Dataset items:
================

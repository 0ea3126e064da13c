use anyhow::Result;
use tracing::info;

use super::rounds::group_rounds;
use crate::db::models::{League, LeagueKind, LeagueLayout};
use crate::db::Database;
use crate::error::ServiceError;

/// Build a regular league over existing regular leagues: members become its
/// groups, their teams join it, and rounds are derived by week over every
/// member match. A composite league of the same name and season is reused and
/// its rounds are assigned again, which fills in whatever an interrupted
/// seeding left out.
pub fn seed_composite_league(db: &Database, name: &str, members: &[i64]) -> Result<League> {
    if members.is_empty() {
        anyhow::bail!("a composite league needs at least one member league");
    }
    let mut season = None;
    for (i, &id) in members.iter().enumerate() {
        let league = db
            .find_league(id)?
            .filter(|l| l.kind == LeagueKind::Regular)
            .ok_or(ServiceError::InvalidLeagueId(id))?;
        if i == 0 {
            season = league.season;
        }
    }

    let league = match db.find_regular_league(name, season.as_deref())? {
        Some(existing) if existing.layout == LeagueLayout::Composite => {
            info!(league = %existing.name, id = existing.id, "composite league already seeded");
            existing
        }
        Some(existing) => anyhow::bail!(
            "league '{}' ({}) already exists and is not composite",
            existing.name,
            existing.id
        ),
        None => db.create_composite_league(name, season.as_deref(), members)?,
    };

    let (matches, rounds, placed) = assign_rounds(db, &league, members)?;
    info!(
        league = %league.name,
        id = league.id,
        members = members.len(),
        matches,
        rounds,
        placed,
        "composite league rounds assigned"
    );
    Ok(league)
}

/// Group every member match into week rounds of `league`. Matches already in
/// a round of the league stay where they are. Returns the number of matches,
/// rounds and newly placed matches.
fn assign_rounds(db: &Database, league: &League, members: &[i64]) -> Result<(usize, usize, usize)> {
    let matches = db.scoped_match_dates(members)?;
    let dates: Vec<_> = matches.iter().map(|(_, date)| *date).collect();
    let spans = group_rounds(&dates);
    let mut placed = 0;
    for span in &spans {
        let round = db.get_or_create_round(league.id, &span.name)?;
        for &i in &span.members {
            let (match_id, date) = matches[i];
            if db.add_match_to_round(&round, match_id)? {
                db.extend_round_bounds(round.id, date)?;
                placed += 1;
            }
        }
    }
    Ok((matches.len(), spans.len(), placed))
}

================

Could you write out all the entries word for word?

repository 0ea3126e064da13c
use anyhow::Result;
use tracing::info;

use super::rounds::group_rounds;
use crate::db::models::{League, LeagueKind, LeagueLayout};
use crate::db::Database;
use crate::error::ServiceError;

/// Build a regular league over existing regular leagues: members become its
/// groups, their teams join it, and rounds are derived by week over every
/// member match. A composite league of the same name and season is reused and
/// its rounds are assigned again, which fills in whatever an interrupted
/// seeding left out.
pub fn seed_composite_league(db: &Database, name: &str, members: &[i64]) -> Result<League> {
    if members.is_empty() {
        anyhow::bail!("a composite league needs at least one member league");
    }
    let mut season = None;
    for (i, &id) in members.iter().enumerate() {
        let league = db
            .find_league(id)?
            .filter(|l| l.kind == LeagueKind::Regular)
            .ok_or(ServiceError::InvalidLeagueId(id))?;
        if i == 0 {
            season = league.season;
        }
    }

    let league = match db.find_regular_league(name, season.as_deref())? {
        Some(existing) if existing.layout == LeagueLayout::Composite => {
            info!(league = %existing.name, id = existing.id, "composite league already seeded");
            existing
        }
        Some(existing) => anyhow::bail!(
            "league '{}' ({}) already exists and is not composite",
            existing.name,
            existing.id
        ),
        None => db.create_composite_league(name, season.as_deref(), members)?,
    };

    let (matches, rounds, placed) = assign_rounds(db, &league, members)?;
    info!(
        league = %league.name,
        id = league.id,
        members = members.len(),
        matches,
        rounds,
        placed,
        "composite league rounds assigned"
    );
    Ok(league)
}

/// Group every member match into week rounds of `league`. Matches already in
/// a round of the league stay where they are. Returns the number of matches,
/// rounds and newly placed matches.
fn assign_rounds(db: &Database, league: &League, members: &[i64]) -> Result<(usize, usize, usize)> {
    let matches = db.scoped_match_dates(members)?;
    let dates: Vec<_> = matches.iter().map(|(_, date)| *date).collect();
    let spans = group_rounds(&dates);
    let mut placed = 0;
    for span in &spans {
        let round = db.get_or_create_round(league.id, &span.name)?;
        for &i in &span.members {
            let (match_id, date) = matches[i];
            if db.add_match_to_round(&round, match_id)? {
                db.extend_round_bounds(round.id, date)?;
                placed += 1;
            }
        }
    }
    Ok((matches.len(), spans.len(), placed))
}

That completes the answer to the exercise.